L’étude a porté sur 54 sites analysés sur 6 mois, avec un suivi précis des conversions macro (formulaires remplis ou achats).

Résultats :
- SEO organique : 4,60 % de conversion en moyenne
- Trafic LLM : 4,87 % de conversion en moyenne
- Différence réelle : +0,27 point, statistiquement non significatif
- Part du trafic : 0,24 % des sessions viennent des LLMs, contre 32 % via le SEO
En clair, le SEO continue de dominer massivement en volume et les LLMs ne constituent pas encore un levier clé pour les e-commerçants à ce jour (bien qu’il ne faille pas négliger l’impact des citations sans clics qui peuvent ensuite déboucher sur des recherches sur Google).
Pourquoi le mythe de conversions supérieures via IA tombe ?

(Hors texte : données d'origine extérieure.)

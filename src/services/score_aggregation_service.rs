use tracing::{debug, info};

use crate::config::{CombinationWeights, GradeThresholds, LevelThresholds, ScoringConfig};
use crate::models::{
    AggregationMode, CombinedResult, Feedback, FrameScore, Grade, GradeInfo, Level, LevelInfo,
    ScoreCombination, SequenceMetrics, SequenceSummary, SubScoreMaxima,
};

/// Service combining frame and sequence scores into a grade
#[derive(Debug, Clone)]
pub struct ScoreAggregationService {
    grades: GradeThresholds,
    levels: LevelThresholds,
    weights: CombinationWeights,
}

/// Clamp to [0, 100] and truncate
fn to_score(value: f64) -> u32 {
    if value.is_finite() {
        value.clamp(0.0, 100.0) as u32
    } else {
        0
    }
}

impl ScoreAggregationService {
    /// Create a new ScoreAggregationService
    pub fn new(config: &ScoringConfig) -> Self {
        Self {
            grades: config.grade_thresholds(),
            levels: config.levels,
            weights: config.combination,
        }
    }

    /// Letter grade for a score
    pub fn grade(&self, score: f64) -> Grade {
        if score >= self.grades.s {
            Grade::S
        } else if score >= self.grades.a {
            Grade::A
        } else if score >= self.grades.b {
            Grade::B
        } else if score >= self.grades.c {
            Grade::C
        } else {
            Grade::D
        }
    }

    /// Training level reached by a score
    pub fn level(&self, score: f64) -> LevelInfo {
        let (level, passed, next_level, message) = if score >= self.levels.advanced {
            (
                Level::Advanced,
                true,
                None,
                "Congratulations, you have reached a professional level",
            )
        } else if score >= self.levels.intermediate {
            (
                Level::Intermediate,
                true,
                Some(Level::Advanced),
                "Great work, on to the advanced level",
            )
        } else if score >= self.levels.beginner {
            (
                Level::Beginner,
                true,
                Some(Level::Intermediate),
                "Beginner level passed, keep going",
            )
        } else {
            (
                Level::Beginner,
                false,
                Some(Level::Beginner),
                "Keep practicing the basic movement",
            )
        };

        LevelInfo {
            level,
            passed,
            next_level,
            message: message.to_string(),
        }
    }

    /// One-line verdict placed ahead of the detailed feedback
    pub fn overall_message(&self, score: f64) -> Feedback {
        if score >= 85.0 {
            Feedback::info("Excellent! Your technique is standard, keep it up")
        } else if score >= 60.0 {
            Feedback::info("Good! There is still room to improve")
        } else {
            Feedback::info("Needs work, keep practicing")
        }
    }

    /// Best per-frame total blended with smoothness and completeness, all on 0-100
    pub fn sequence_native_score(&self, best_frame_total: u32, metrics: &SequenceMetrics) -> u32 {
        to_score(
            f64::from(best_frame_total) * self.weights.best_frame
                + metrics.smoothness * self.weights.smoothness
                + metrics.completeness * self.weights.completeness,
        )
    }

    /// Frame score blended with the simplified sequence aggregate
    pub fn representative_score(&self, frame_score: f64, sequence_score: f64) -> u32 {
        to_score(frame_score * self.weights.frame + sequence_score * self.weights.sequence)
    }

    /// Grade a caller-supplied pair of scores
    pub fn combine(&self, frame_score: f64, sequence_score: f64) -> ScoreCombination {
        let combined_score = self.representative_score(frame_score, sequence_score);
        let score = f64::from(combined_score);
        ScoreCombination {
            frame_score,
            sequence_score,
            combined_score,
            grade: self.grade(score).into(),
            level: self.level(score),
        }
    }

    /// Assemble the result of a whole-sequence analysis
    ///
    /// `frame_scores` holds one score per input frame, in order.
    pub fn aggregate(
        &self,
        mode: AggregationMode,
        frame_scores: Vec<FrameScore>,
        metrics: SequenceMetrics,
        summary: SequenceSummary,
        maxima: &SubScoreMaxima,
    ) -> CombinedResult {
        let totals: Vec<u32> = frame_scores.iter().map(|score| score.total).collect();

        let best_frame_index = match mode {
            AggregationMode::Sequence => best_total_index(&totals),
            AggregationMode::Representative => metrics.representative_frame_index,
        };
        let best_frame_score = frame_scores
            .into_iter()
            .nth(best_frame_index)
            .unwrap_or_else(FrameScore::no_body);

        let combined_score = if summary.total_frames == 0 {
            0
        } else {
            match mode {
                AggregationMode::Sequence => {
                    self.sequence_native_score(best_frame_score.total, &metrics)
                }
                AggregationMode::Representative => self.representative_score(
                    f64::from(best_frame_score.total),
                    summary.sequence_score,
                ),
            }
        };

        let score = f64::from(combined_score);
        let mut feedback = vec![self.overall_message(score)];
        if summary.total_frames == 0 {
            feedback.push(Feedback::correction("No valid motion sequence detected"));
        } else {
            feedback.push(Feedback::info("Best frame analysis"));
            feedback.extend(best_frame_score.feedback.iter().cloned());
            feedback.push(Feedback::info("Motion continuity analysis"));
            feedback.extend(summary.feedback.iter().cloned());
        }

        debug!(
            "Best frame {} scored {}, sequence aggregate {:.1}",
            best_frame_index, best_frame_score.total, summary.sequence_score
        );
        info!(
            "Sequence analysis complete ({:?} mode): combined score {} over {} frames",
            mode, combined_score, summary.total_frames
        );

        CombinedResult {
            mode,
            best_frame_index,
            breakdown: best_frame_score.breakdown(maxima),
            best_frame_score,
            sequence_metrics: metrics,
            sequence_score: summary.sequence_score,
            combined_score,
            grade: GradeInfo::from(self.grade(score)),
            level: self.level(score),
            frame_scores: totals,
            total_frames: summary.total_frames,
            valid_frames: summary.valid_frames,
            feedback,
        }
    }
}

/// Index of the highest total, first on ties; 0 for an empty series
fn best_total_index(totals: &[u32]) -> usize {
    let mut best = 0;
    for (index, total) in totals.iter().enumerate() {
        if *total > totals[best] {
            best = index;
        }
    }
    best
}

De nombreux acteurs, dont Google lui-même, affirmaient que le trafic généré par les réponses d’IA serait plus « qualifié », car situé plus en aval dans le parcours client.
Or, l’analyse statistique est sans appel : les différences observées tiennent surtout au hasard, et ne traduisent pas un avantage structurel.
Dans le détail :
- 56 % des sites ont vu le trafic LLM mieux convertir que leur moyenne (mais dans des volumes nettement moins élevés et donc statistiquement non comparables) ;
- 41 % ont observé l’inverse ;
- 3 % n’ont constaté aucune différence.
Autrement dit, aucun schéma clair ne se dégage si ce n’est qu’il y a peu de différence de qualité entre les deux types de trafic.
Tout dépend de la manière dont l’IA met en avant le contenu et du secteur concerné.
Quelles stratégies concrètes pour s’adapter à l’essor des LLMs ?
Si vous êtes SEO, e-commerçant ou responsable acquisition, plusieurs enseignements se dégagent :
- Le SEO reste le pilier : un tiers du trafic et des conversions viennent encore des moteurs traditionnels.
- Les LLMs sont encore marginaux : moins de 1 % du trafic total, même si leur part croît lentement.
- Être présent dans les réponses IA devient stratégique : certaines industries (finance, tourisme) y voient déjà une meilleure efficacité.
- Ne pas surestimer l’effet court terme : pour l’instant, les LLMs ne remplacent pas la recherche traditionnelle.
LLM et marketing digital : 4 points clés pour s’y retrouver

Pour les entreprises qui souhaitent anticiper l’essor des LLMs, quelques pistes concrètes :
- Optimiser pour l’Answer Engine Optimization (AEO) : rédiger des contenus qui répondent directement aux questions précises des utilisateurs.
- Mettre en place un suivi spécifique : créer un rapport GA4 dédié aux référents LLM pour suivre la croissance.
- Adapter les contenus aux secteurs sensibles : en B2B, privilégier les pages de valeur (études, livres blancs). En B2C, soigner les FAQ et guides pratiques.
- Utiliser l’auto-attribution dans les formulaires : demander directement aux leads comment ils vous ont découvert.
En clair, les LLMs ne représentent pas encore une part importante du le mix marketing : la vraie locomotive d’acquisition reste, sans surprise, le SEO organique.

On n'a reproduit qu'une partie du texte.